Netbooks, meanwhile, are pretty much forgotten, at least in the form they existed in at the time. Chromebooks are doing OK, at least in schools, but they aren’t quite the same thing. You’d think “netbook” would refer to something more like the network-dependent Chromebook, but it typically referred to the tiny form factor of a mini-laptop.

Looking back at the Tori Amos signing that I mentioned in the series’ first post: These days I probably would have taken the pictures directly on my phone and posted to Instagram within minutes. As for the blogging, I might have powered through on the phone and added the pictures directly, or I might have done so on the tablet and added the pictures that would already have synced from the phone over WiFi.

I wouldn’t carry a laptop of any size around the convention floor, that’s for sure. And I probably wouldn’t bring one on a short trip at all unless I was planning on working during the evenings.

For short posts, I’m actually more comfortable sitting on the couch and writing on my tablet than firing up my computer and sitting at my desk. This is something I discovered during NaBloPoMo. My workflow typically went like this:

  1. Write the post in the WordPress App.
  2. Set categories/tags and upload as a draft.
  3. Switch over to the admin interface to finalize and post: customize the URL, description, share options, etc.

What would send me to the computer are the things that are difficult to do on a tablet:

  • Layout and formatting.
  • Linking to other posts & sources.
  • Major editing.
  • Image size and filenames. Even if I use a file manager on my phone to rename the image, the WordPress app is going to change it on upload to something like wpid-123456789

I’m not sure how much of that is the couch and how much of that is the fact that I’ve been putting off upgrading my home computer in favor of the devices I use more often.
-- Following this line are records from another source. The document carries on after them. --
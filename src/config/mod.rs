//! Layered configuration
//!
//! Built-in defaults, the root config file, an explicit `--config` file and
//! environment overrides, merged in that order.

mod defaults;
pub mod loader;
pub mod paths;
pub mod schema;

pub use loader::ConfigLoader;
pub use schema::Config;

use crate::graph::OutputFormat;
use anyhow::Context;
use std::path::PathBuf;

fn join_list(items: &[String]) -> String {
    items.join(",")
}

fn split_list(value: &str) -> Vec<String> {
    value
        .split(',')
        .map(|s| s.trim().to_string())
        .filter(|s| !s.is_empty())
        .collect()
}

/// Get a configuration value by key (dot notation)
pub fn get_config_value(config: &schema::Config, key: &str) -> anyhow::Result<String> {
    match key {
        "defaultNamespace" => Ok(config.default_namespace.clone()),
        "output" => Ok(config.output.as_str().to_string()),
        "declarationsFile" => Ok(config
            .declarations_file
            .as_ref()
            .map(|p| p.display().to_string())
            .unwrap_or_default()),
        "loadCrdDeclarations" => Ok(config.load_crd_declarations.to_string()),
        "traversal.timeoutSeconds" => Ok(config.traversal.timeout_seconds.to_string()),
        "traversal.cacheCapacity" => Ok(config.traversal.cache_capacity.to_string()),
        "traversal.prefetchKinds" => Ok(join_list(&config.traversal.prefetch_kinds)),
        "traversal.ignoredRelations" => Ok(join_list(&config.traversal.ignored_relations)),
        "refresh.intervalSeconds" => Ok(config.refresh.interval_seconds.to_string()),
        _ => Err(anyhow::anyhow!("Unknown configuration key: {}", key)),
    }
}

/// Set a configuration value by key (dot notation)
pub fn set_config_value(config: &mut schema::Config, key: &str, value: &str) -> anyhow::Result<()> {
    match key {
        "defaultNamespace" => {
            config.default_namespace = value.to_string();
        }
        "output" => {
            config.output = OutputFormat::parse(value).ok_or_else(|| {
                anyhow::anyhow!("output must be one of flat, branches, tree, json")
            })?;
        }
        "declarationsFile" => {
            config.declarations_file = if value.is_empty() {
                None
            } else {
                Some(PathBuf::from(value))
            };
        }
        "loadCrdDeclarations" => {
            config.load_crd_declarations = value
                .parse()
                .context("loadCrdDeclarations must be 'true' or 'false'")?;
        }
        "traversal.timeoutSeconds" => {
            config.traversal.timeout_seconds = value
                .parse()
                .context("traversal.timeoutSeconds must be a number")?;
        }
        "traversal.cacheCapacity" => {
            config.traversal.cache_capacity = value
                .parse()
                .context("traversal.cacheCapacity must be a number")?;
        }
        "traversal.prefetchKinds" => {
            config.traversal.prefetch_kinds = split_list(value);
        }
        "traversal.ignoredRelations" => {
            config.traversal.ignored_relations = split_list(value);
        }
        "refresh.intervalSeconds" => {
            config.refresh.interval_seconds = value
                .parse()
                .context("refresh.intervalSeconds must be a number")?;
        }
        _ => return Err(anyhow::anyhow!("Unknown configuration key: {}", key)),
    }

    Ok(())
}

#[cfg(test)]
mod tests {
    use super::*;

    #[test]
    fn test_get_and_set_roundtrip_keys() {
        let mut config = Config::default();
        set_config_value(&mut config, "output", "JSON").unwrap();
        set_config_value(&mut config, "traversal.prefetchKinds", "Pod, Secret,").unwrap();
        set_config_value(&mut config, "refresh.intervalSeconds", "5").unwrap();

        assert_eq!(get_config_value(&config, "output").unwrap(), "json");
        assert_eq!(get_config_value(&config, "traversal.prefetchKinds").unwrap(), "Pod,Secret");
        assert_eq!(get_config_value(&config, "refresh.intervalSeconds").unwrap(), "5");
    }

    #[test]
    fn test_invalid_values_are_rejected() {
        let mut config = Config::default();
        assert!(set_config_value(&mut config, "output", "yaml").is_err());
        assert!(set_config_value(&mut config, "traversal.timeoutSeconds", "soon").is_err());
        assert!(set_config_value(&mut config, "ui.skin", "dark").is_err());
        assert!(get_config_value(&config, "readOnly").is_err());
    }

    #[test]
    fn test_declarations_file_can_be_cleared() {
        let mut config = Config::default();
        set_config_value(&mut config, "declarationsFile", "/etc/kinds.yaml").unwrap();
        assert_eq!(get_config_value(&config, "declarationsFile").unwrap(), "/etc/kinds.yaml");
        set_config_value(&mut config, "declarationsFile", "").unwrap();
        assert!(config.declarations_file.is_none());
    }
}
I finally replaced the ancient Nexus 7 with a Samsung Galaxy Tab S2 a few months ago. (It’s awesome!) It’s FAR more responsive (the Nexus 7 was basically a proof of concept, and doesn’t deal with modern software very well), so I can actually use it for stuff.

Plus it turns out even at 8″, a 4:3 screen has a much better balance of onscreen keyboard and text area than the 8:5 screen did. Being able to see more of your document, even a little, has a surprising impact on how comfortable it is to write it.

The thing that takes me longest to set up on a new phone is the notification settings. It’s configured in each app individually, and it seems like everyone wants to get your attention.

Too many notifications end up one of two ways: tuned out so you don’t notice the important ones, or so much of a distraction that you can’t focus on anything. There are studies showing how long it takes to get your train of thought back after interruptions.

I pare audio alerts down to calls, text messages, and work-related IMs. Then I set custom alert tones for each and for specific phone numbers, so I know instantly which it is. (Assuming of course I remembered to turn on the sound, and it’s not drowned out by ambient noise.) Unfortunately every new phone or OS comes with a different set of alert tones, so it’s a pain to either transfer over the old tones or get used to the new ones.

I have silent email alerts. Social media, but only some sites and only replies or mentions that I might be expected to react to. (Not Facebook, though.) Sure, I want to know if someone’s commented on one of my photos or posts, but I don’t need it to break my concentration. I don’t need an alert for every new post on some site, or every new follower, or some auto-generated roundup.

And it takes me forever to find all those settings, turn off everything else, and change the audio for what’s left. Sometimes it’s several days before something pipes up the first time. I suspect I’m not done yet.

As much as we make all these things interactive, they’re still asynchronous. Except for calls and active chat conversations, I’m better off checking in on email or Twitter or Facebook on my own schedule, not when I’m in the middle of something else.

I can distract myself just fine. I don’t need my phone to do it for me.